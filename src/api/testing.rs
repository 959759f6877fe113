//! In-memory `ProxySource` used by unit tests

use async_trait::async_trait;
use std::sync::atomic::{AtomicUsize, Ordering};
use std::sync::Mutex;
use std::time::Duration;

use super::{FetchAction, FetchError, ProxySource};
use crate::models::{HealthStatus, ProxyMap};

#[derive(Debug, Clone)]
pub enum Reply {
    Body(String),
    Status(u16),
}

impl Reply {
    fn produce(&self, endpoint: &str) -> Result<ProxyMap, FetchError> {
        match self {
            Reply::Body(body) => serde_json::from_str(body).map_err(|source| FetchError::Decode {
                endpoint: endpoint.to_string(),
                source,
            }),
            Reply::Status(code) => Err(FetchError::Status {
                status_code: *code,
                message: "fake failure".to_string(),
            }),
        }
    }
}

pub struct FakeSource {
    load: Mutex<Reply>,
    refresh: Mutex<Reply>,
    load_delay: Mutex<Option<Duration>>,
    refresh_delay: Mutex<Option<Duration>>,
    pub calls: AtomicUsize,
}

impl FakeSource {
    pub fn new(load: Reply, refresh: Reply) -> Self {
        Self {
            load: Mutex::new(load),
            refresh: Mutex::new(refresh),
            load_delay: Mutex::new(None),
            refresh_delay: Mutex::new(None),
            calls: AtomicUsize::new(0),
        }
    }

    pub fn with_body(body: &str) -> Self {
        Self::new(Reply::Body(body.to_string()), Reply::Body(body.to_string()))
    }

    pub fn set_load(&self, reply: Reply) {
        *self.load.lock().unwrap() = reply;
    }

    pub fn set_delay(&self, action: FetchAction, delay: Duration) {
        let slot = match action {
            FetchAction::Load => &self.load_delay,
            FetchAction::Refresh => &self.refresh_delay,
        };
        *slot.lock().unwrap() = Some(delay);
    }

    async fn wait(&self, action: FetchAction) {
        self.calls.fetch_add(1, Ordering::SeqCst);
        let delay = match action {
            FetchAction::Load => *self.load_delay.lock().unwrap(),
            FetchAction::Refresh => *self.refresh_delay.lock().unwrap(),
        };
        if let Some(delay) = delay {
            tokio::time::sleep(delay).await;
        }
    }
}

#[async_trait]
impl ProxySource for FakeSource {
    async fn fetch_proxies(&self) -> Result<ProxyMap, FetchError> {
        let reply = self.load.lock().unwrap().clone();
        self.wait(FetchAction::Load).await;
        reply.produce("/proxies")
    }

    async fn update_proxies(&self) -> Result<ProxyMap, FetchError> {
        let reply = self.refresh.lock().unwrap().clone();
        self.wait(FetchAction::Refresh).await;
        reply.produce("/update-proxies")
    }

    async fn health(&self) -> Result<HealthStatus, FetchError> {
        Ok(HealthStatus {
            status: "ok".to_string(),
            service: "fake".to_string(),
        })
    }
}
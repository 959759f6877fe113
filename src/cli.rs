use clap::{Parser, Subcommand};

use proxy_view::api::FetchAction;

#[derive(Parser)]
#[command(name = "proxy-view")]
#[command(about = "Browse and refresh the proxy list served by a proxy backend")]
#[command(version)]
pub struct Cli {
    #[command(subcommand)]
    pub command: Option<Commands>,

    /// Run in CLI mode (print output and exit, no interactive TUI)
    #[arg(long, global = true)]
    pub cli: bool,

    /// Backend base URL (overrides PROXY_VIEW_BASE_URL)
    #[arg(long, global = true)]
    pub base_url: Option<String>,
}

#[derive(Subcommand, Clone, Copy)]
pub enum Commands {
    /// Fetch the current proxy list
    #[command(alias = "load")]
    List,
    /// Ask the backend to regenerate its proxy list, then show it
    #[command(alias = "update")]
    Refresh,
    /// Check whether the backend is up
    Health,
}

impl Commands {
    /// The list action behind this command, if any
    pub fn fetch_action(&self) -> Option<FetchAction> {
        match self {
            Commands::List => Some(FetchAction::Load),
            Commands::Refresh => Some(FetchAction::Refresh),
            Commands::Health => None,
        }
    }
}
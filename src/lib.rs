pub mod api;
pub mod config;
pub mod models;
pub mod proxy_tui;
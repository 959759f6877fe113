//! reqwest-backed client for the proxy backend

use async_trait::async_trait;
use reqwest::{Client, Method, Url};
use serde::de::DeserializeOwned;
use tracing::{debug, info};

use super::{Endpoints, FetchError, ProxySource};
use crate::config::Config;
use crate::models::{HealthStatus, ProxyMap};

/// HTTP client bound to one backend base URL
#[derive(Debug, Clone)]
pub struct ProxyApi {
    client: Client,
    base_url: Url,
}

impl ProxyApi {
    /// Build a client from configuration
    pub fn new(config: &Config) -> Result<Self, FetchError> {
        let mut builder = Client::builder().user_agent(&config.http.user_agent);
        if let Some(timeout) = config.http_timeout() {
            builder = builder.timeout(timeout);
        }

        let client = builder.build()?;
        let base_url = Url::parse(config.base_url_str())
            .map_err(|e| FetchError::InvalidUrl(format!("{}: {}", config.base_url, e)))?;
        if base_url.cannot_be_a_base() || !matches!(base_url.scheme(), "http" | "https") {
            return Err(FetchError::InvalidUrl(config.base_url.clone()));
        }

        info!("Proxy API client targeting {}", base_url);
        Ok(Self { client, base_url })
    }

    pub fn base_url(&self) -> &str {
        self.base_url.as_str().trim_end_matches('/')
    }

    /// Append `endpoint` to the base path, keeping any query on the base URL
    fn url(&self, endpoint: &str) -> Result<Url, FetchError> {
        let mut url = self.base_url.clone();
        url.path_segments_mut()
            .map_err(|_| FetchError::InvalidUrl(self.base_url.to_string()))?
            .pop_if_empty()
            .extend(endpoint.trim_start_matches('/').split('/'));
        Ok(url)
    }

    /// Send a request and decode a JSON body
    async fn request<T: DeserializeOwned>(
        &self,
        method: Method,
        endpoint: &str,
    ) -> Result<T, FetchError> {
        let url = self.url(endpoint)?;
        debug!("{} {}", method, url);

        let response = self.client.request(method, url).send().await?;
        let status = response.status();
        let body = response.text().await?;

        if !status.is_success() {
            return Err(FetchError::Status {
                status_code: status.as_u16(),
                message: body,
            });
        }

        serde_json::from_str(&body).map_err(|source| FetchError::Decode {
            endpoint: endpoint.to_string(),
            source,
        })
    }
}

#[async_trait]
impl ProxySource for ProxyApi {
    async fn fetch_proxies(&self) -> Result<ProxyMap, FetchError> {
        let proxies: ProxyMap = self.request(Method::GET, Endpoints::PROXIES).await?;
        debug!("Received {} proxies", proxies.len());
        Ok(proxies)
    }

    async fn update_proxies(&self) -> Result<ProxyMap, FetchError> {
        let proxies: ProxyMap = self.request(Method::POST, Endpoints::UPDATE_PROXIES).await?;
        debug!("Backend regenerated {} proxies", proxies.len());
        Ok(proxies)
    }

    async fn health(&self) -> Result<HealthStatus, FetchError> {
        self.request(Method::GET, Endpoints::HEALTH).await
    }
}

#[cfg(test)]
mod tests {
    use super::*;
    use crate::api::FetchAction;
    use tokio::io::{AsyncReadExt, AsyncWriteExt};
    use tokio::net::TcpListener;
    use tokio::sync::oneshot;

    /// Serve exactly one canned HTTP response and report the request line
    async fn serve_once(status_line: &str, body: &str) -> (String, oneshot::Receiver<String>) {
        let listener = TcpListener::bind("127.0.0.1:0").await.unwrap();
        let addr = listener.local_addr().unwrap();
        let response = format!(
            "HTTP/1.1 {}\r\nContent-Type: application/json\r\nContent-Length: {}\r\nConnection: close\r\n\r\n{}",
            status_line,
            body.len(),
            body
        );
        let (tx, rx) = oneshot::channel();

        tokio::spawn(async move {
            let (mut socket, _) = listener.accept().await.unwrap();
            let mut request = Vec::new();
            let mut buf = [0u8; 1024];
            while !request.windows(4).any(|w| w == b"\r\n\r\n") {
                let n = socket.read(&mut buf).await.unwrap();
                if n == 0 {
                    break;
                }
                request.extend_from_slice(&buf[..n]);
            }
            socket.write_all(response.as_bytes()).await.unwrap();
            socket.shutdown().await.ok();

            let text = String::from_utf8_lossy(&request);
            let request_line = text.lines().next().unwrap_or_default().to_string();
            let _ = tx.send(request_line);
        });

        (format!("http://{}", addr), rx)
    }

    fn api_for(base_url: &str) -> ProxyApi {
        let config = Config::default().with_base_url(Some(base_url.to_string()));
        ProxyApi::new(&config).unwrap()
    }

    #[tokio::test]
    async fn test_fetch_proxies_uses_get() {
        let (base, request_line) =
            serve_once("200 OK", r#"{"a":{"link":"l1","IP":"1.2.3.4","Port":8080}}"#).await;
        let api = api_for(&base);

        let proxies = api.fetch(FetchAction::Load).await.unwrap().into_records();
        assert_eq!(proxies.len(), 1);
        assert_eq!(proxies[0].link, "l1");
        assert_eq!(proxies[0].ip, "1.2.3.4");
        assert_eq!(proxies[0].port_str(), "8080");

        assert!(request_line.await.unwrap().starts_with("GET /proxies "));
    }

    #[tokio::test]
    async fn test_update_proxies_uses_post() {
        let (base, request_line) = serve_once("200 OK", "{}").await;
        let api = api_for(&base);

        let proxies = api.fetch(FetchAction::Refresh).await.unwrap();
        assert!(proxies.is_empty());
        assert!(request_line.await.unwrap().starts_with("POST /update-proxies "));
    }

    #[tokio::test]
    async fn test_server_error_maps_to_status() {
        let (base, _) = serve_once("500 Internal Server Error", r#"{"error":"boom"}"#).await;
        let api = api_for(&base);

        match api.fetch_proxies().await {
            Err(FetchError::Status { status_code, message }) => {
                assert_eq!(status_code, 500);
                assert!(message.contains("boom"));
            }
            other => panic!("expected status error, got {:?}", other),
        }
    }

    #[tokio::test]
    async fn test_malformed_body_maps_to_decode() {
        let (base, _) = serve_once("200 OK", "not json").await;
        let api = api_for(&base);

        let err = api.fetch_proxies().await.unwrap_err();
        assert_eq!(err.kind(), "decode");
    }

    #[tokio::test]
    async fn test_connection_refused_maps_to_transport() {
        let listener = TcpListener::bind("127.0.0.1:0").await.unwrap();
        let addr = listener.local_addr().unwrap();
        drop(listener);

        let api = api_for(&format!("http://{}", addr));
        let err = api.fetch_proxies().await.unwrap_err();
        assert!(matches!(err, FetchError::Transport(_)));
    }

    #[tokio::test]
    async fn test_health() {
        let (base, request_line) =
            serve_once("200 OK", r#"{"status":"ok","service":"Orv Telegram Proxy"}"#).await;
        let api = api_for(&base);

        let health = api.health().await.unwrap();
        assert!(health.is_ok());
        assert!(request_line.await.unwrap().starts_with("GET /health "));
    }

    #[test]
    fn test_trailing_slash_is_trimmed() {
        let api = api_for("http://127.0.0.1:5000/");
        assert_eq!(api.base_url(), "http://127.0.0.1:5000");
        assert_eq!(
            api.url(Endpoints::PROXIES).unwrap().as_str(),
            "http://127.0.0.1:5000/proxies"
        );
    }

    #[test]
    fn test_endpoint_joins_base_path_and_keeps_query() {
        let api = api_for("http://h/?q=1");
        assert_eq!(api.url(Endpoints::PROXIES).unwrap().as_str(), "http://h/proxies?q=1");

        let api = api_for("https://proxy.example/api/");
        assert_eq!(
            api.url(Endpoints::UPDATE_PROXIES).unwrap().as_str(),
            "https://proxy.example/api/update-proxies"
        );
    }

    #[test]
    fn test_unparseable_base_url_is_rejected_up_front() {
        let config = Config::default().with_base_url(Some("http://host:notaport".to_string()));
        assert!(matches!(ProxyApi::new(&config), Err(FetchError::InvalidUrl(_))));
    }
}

________________________

What to work on -> Copy out only the lines of the records above from the one with "by unit tests" through the one with "pub fn set_delay(&self, action: FetchAction, delay: Duration)", exactly as they stand, both included.

Result for this exercise ->
//! In-memory `ProxySource` used by unit tests

use async_trait::async_trait;
use std::sync::atomic::{AtomicUsize, Ordering};
use std::sync::Mutex;
use std::time::Duration;

use super::{FetchAction, FetchError, ProxySource};
use crate::models::{HealthStatus, ProxyMap};

#[derive(Debug, Clone)]
pub enum Reply {
    Body(String),
    Status(u16),
}

impl Reply {
    fn produce(&self, endpoint: &str) -> Result<ProxyMap, FetchError> {
        match self {
            Reply::Body(body) => serde_json::from_str(body).map_err(|source| FetchError::Decode {
                endpoint: endpoint.to_string(),
                source,
            }),
            Reply::Status(code) => Err(FetchError::Status {
                status_code: *code,
                message: "fake failure".to_string(),
            }),
        }
    }
}

pub struct FakeSource {
    load: Mutex<Reply>,
    refresh: Mutex<Reply>,
    load_delay: Mutex<Option<Duration>>,
    refresh_delay: Mutex<Option<Duration>>,
    pub calls: AtomicUsize,
}

impl FakeSource {
    pub fn new(load: Reply, refresh: Reply) -> Self {
        Self {
            load: Mutex::new(load),
            refresh: Mutex::new(refresh),
            load_delay: Mutex::new(None),
            refresh_delay: Mutex::new(None),
            calls: AtomicUsize::new(0),
        }
    }

    pub fn with_body(body: &str) -> Self {
        Self::new(Reply::Body(body.to_string()), Reply::Body(body.to_string()))
    }

    pub fn set_load(&self, reply: Reply) {
        *self.load.lock().unwrap() = reply;
    }

    pub fn set_delay(&self, action: FetchAction, delay: Duration) {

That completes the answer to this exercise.